Assignment:
Repeat the entries below exactly. Begin with the first line and end with the line that contains "lookup(name)".

Collected data entries:
⁂

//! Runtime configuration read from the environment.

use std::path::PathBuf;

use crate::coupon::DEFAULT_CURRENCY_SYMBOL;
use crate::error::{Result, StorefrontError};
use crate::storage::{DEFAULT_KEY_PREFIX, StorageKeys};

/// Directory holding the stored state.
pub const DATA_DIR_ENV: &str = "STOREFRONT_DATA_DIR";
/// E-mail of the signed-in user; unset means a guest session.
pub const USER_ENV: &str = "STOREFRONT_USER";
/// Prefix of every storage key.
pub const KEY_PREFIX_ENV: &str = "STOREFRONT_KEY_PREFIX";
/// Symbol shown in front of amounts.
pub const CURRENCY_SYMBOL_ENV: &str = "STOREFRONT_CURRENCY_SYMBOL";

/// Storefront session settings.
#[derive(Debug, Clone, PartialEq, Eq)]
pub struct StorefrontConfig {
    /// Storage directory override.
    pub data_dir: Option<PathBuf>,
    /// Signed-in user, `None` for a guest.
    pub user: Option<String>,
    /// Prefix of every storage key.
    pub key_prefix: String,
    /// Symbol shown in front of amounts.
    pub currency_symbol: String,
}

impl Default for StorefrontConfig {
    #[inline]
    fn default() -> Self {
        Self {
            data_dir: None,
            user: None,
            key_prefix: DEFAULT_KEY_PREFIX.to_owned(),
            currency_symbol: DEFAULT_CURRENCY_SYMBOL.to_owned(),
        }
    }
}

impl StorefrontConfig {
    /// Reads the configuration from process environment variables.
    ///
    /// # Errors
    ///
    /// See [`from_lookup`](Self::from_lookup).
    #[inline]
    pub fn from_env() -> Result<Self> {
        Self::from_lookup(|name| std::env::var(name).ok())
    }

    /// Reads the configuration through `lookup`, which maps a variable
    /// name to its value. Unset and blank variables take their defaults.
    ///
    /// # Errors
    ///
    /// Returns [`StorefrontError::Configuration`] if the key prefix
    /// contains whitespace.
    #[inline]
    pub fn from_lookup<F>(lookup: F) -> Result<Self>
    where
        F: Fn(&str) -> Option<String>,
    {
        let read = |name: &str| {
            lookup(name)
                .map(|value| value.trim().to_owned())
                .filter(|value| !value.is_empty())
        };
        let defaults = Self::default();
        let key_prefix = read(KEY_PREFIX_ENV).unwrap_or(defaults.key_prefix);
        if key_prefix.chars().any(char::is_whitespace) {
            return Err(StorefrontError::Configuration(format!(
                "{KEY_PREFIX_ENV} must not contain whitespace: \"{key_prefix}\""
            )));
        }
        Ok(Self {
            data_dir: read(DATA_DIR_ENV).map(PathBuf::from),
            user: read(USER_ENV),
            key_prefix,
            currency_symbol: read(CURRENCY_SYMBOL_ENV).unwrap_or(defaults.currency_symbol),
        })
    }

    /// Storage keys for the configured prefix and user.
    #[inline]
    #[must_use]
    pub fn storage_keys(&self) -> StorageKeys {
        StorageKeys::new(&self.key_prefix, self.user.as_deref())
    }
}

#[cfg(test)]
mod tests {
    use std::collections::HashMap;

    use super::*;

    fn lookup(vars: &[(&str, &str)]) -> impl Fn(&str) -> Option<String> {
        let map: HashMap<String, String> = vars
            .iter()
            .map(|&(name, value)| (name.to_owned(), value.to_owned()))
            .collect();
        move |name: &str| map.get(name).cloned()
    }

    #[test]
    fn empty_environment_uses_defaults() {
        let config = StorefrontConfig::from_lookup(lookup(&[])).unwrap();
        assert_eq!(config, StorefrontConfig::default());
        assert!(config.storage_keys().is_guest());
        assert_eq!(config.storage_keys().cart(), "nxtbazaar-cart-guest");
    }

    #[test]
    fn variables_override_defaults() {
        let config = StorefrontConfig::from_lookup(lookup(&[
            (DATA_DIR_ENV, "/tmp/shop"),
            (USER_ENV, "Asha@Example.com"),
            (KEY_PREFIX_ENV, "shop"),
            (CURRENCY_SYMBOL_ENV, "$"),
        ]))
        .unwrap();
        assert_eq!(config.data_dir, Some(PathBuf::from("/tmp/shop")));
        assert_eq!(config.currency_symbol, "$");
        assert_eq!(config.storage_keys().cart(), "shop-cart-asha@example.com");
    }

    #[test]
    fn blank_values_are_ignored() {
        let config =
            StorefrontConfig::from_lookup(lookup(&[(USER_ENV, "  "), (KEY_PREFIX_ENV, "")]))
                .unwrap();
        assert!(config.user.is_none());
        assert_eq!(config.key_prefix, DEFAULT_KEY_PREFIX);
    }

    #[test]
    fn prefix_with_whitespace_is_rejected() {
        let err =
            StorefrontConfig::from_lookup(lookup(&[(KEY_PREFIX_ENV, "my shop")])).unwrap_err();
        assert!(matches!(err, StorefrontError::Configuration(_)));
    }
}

⁂

Task output:
//! Runtime configuration read from the environment.

use std::path::PathBuf;

use crate::coupon::DEFAULT_CURRENCY_SYMBOL;
use crate::error::{Result, StorefrontError};
use crate::storage::{DEFAULT_KEY_PREFIX, StorageKeys};

/// Directory holding the stored state.
pub const DATA_DIR_ENV: &str = "STOREFRONT_DATA_DIR";
/// E-mail of the signed-in user; unset means a guest session.
pub const USER_ENV: &str = "STOREFRONT_USER";
/// Prefix of every storage key.
pub const KEY_PREFIX_ENV: &str = "STOREFRONT_KEY_PREFIX";
/// Symbol shown in front of amounts.
pub const CURRENCY_SYMBOL_ENV: &str = "STOREFRONT_CURRENCY_SYMBOL";

/// Storefront session settings.
#[derive(Debug, Clone, PartialEq, Eq)]
pub struct StorefrontConfig {
    /// Storage directory override.
    pub data_dir: Option<PathBuf>,
    /// Signed-in user, `None` for a guest.
    pub user: Option<String>,
    /// Prefix of every storage key.
    pub key_prefix: String,
    /// Symbol shown in front of amounts.
    pub currency_symbol: String,
}

impl Default for StorefrontConfig {
    #[inline]
    fn default() -> Self {
        Self {
            data_dir: None,
            user: None,
            key_prefix: DEFAULT_KEY_PREFIX.to_owned(),
            currency_symbol: DEFAULT_CURRENCY_SYMBOL.to_owned(),
        }
    }
}

impl StorefrontConfig {
    /// Reads the configuration from process environment variables.
    ///
    /// # Errors
    ///
    /// See [`from_lookup`](Self::from_lookup).
    #[inline]
    pub fn from_env() -> Result<Self> {
        Self::from_lookup(|name| std::env::var(name).ok())
    }

    /// Reads the configuration through `lookup`, which maps a variable
    /// name to its value. Unset and blank variables take their defaults.
    ///
    /// # Errors
    ///
    /// Returns [`StorefrontError::Configuration`] if the key prefix
    /// contains whitespace.
    #[inline]
    pub fn from_lookup<F>(lookup: F) -> Result<Self>
    where
        F: Fn(&str) -> Option<String>,
    {
        let read = |name: &str| {
            lookup(name)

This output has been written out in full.